Not 100 % sure but.
Info:
Von RFC7505 Abschnitt 3:
- MX Resource Records Specifying Null MXTo indicate that a domain does not accept email, it advertises a single MX RR (see Section 3.3.9 of [RFC1035]) with an RDATA section consisting of preference number 0 and a zero-length label, written in master files as “.”, as the exchange domain, to denote that there exists no mail exchanger for a domain. Since “.” is not a valid host name, a null MX record cannot be confused with an ordinary MX record. **The use of “.” as a pseudo-hostname meaning no service available is modeled on the SRV RR [RFC2782] where it has a similar meaning.**A domain that advertises a null MX MUST NOT advertise any other MX RR.
So there you set the MX 0 a dot . ?
Then it should be good to also set this SPF?

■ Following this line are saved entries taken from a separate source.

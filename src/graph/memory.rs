use chrono::NaiveDate;
use std::collections::{BTreeMap, BTreeSet};
use std::sync::{Mutex, MutexGuard};

use super::{require_statement_id, GraphInventory, GraphStore};
use crate::analysis::AnalysisRow;
use crate::error::{PipelineError, Result};
use crate::models::{Company, StatementKind, StatementRecord};

type NodeKey = (StatementKind, i64, NaiveDate);

#[derive(Debug, Clone)]
struct StatementNode {
    company_id: i64,
    values: BTreeMap<String, f64>,
    defaulted: BTreeSet<String>,
}

impl StatementNode {
    /// `None` when the column is absent or only holds a substituted default
    fn reported(&self, column: &str) -> Option<f64> {
        if self.defaulted.contains(column) {
            return None;
        }
        self.values.get(column).copied()
    }
}

#[derive(Debug, Default)]
struct GraphState {
    companies: BTreeMap<i64, Company>,
    nodes: BTreeMap<NodeKey, StatementNode>,
    edges: BTreeSet<(i64, NodeKey)>,
}

/// In-process graph with the same MERGE semantics as the Neo4j store.
///
/// Used for tests and dry runs of the sync pipeline.
#[derive(Debug, Default)]
pub struct MemoryGraph {
    state: Mutex<GraphState>,
}

impl MemoryGraph {
    pub fn new() -> Self {
        Self::default()
    }

    fn lock(&self) -> Result<MutexGuard<'_, GraphState>> {
        self.state
            .lock()
            .map_err(|_| PipelineError::Constraint("in-memory graph lock poisoned".to_string()))
    }

    pub fn company_count(&self) -> usize {
        self.lock().map(|s| s.companies.len()).unwrap_or(0)
    }

    pub fn node_count(&self, kind: StatementKind) -> usize {
        self.lock()
            .map(|s| s.nodes.keys().filter(|(k, _, _)| *k == kind).count())
            .unwrap_or(0)
    }

    pub fn edge_count(&self, kind: StatementKind) -> usize {
        self.lock()
            .map(|s| s.edges.iter().filter(|(_, (k, _, _))| *k == kind).count())
            .unwrap_or(0)
    }

    /// Stored property of one statement node, if the node exists
    pub fn node_value(&self, kind: StatementKind, statement_id: i64, column: &str) -> Option<f64> {
        let state = self.lock().ok()?;
        state
            .nodes
            .iter()
            .find(|((k, id, _), _)| *k == kind && *id == statement_id)
            .and_then(|(_, node)| node.values.get(column).copied())
    }

    /// Columns of one statement node that hold substituted defaults
    pub fn node_defaulted(&self, kind: StatementKind, statement_id: i64) -> Vec<String> {
        let Ok(state) = self.lock() else {
            return Vec::new();
        };
        state
            .nodes
            .iter()
            .find(|((k, id, _), _)| *k == kind && *id == statement_id)
            .map(|(_, node)| node.defaulted.iter().cloned().collect())
            .unwrap_or_default()
    }
}

#[async_trait::async_trait]
impl GraphStore for MemoryGraph {
    async fn merge_company(&self, company: &Company) -> Result<()> {
        self.lock()?.companies.insert(company.id, company.clone());
        Ok(())
    }

    async fn merge_statement(&self, record: &StatementRecord) -> Result<()> {
        let statement_id = require_statement_id(record)?;
        let mut state = self.lock()?;

        if !state.companies.contains_key(&record.company_id) {
            return Err(PipelineError::Constraint(format!(
                "Company {} does not exist in the graph",
                record.company_id
            )));
        }

        let key = (record.kind, statement_id, record.fiscal_date_ending);
        let values = record
            .kind
            .schema()
            .fields
            .iter()
            .map(|spec| {
                let value = record.value(spec.column).unwrap_or(spec.default);
                (spec.column.to_string(), value)
            })
            .collect();

        let defaulted = record.defaulted_fields().into_iter().map(str::to_string).collect();

        state.nodes.insert(
            key,
            StatementNode {
                company_id: record.company_id,
                values,
                defaulted,
            },
        );
        state.edges.insert((record.company_id, key));
        Ok(())
    }

    async fn inventory(&self) -> Result<GraphInventory> {
        let state = self.lock()?;
        let mut inventory = GraphInventory::default();

        if !state.companies.is_empty() {
            inventory.labels.push("Company".to_string());
        }
        for kind in StatementKind::ALL {
            if state.nodes.keys().any(|(k, _, _)| *k == kind) {
                inventory.labels.push(kind.graph_label().to_string());
            }
            if state.edges.iter().any(|(_, (k, _, _))| *k == kind) {
                inventory.relationship_types.push(kind.relationship().to_string());
            }
        }
        Ok(inventory)
    }

    async fn fetch_analysis_rows(&self) -> Result<Vec<AnalysisRow>> {
        let state = self.lock()?;

        let linked = |kind: StatementKind, company_id: i64, date: NaiveDate| {
            state
                .edges
                .iter()
                .filter(|(owner, (k, _, d))| *owner == company_id && *k == kind && *d == date)
                .filter_map(|(_, key)| state.nodes.get(key))
                .filter(|node| node.company_id == company_id)
                .collect::<Vec<_>>()
        };

        let mut rows = Vec::new();
        for (owner, key) in state.edges.iter() {
            let (kind, _, date) = key;
            if *kind != StatementKind::CashFlow {
                continue;
            }
            let (Some(company), Some(cash_flow)) = (state.companies.get(owner), state.nodes.get(key)) else {
                continue;
            };
            let date = *date;

            for balance in linked(StatementKind::BalanceSheet, *owner, date) {
                for income in linked(StatementKind::IncomeStatement, *owner, date) {
                    rows.push(AnalysisRow {
                        symbol: company.symbol.clone(),
                        fiscal_date_ending: date.format("%Y-%m-%d").to_string(),
                        operating_cashflow: cash_flow.reported("operating_cashflow"),
                        investment_cashflow: cash_flow.reported("cashflow_from_investment"),
                        financing_cashflow: cash_flow.reported("cashflow_from_financing"),
                        net_income: income.reported("net_income"),
                        total_shareholder_equity: balance.reported("total_shareholder_equity"),
                        total_revenue: income.reported("total_revenue"),
                        total_liabilities: balance.reported("total_liabilities"),
                        total_assets: balance.reported("total_assets"),
                    });
                }
            }
        }

        rows.sort_by(|a, b| {
            (a.symbol.as_str(), a.fiscal_date_ending.as_str())
                .cmp(&(b.symbol.as_str(), b.fiscal_date_ending.as_str()))
        });
        Ok(rows)
    }
}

A simple TXT record will do this for you, set the SPF records to have a null value with a hard fail:
@ IN TXT “v=spf1 -all”
- IN TXT “v=spf1 -all”
That’s how I ensure a domain can’t be phished that I use to internal or non-mail services.
For this:
. Domains that do not send mail
An SMTP server when presented with an “I never accept email” MX might decline to accept such email as it knows that a response or non-delivery notice will never be accepted, and that legitimate mail rarely comes from domains that do not accept replies.
SMTP servers that reject mail because a MAIL FROM domain has a NULL MX record should use a 550 reply code.
Although NULL MX may imply that a domain sends no mail, it does not sat so explicitly. Operators may want to publish SPF [RFC4408] -ALL policies to make an explicit statement.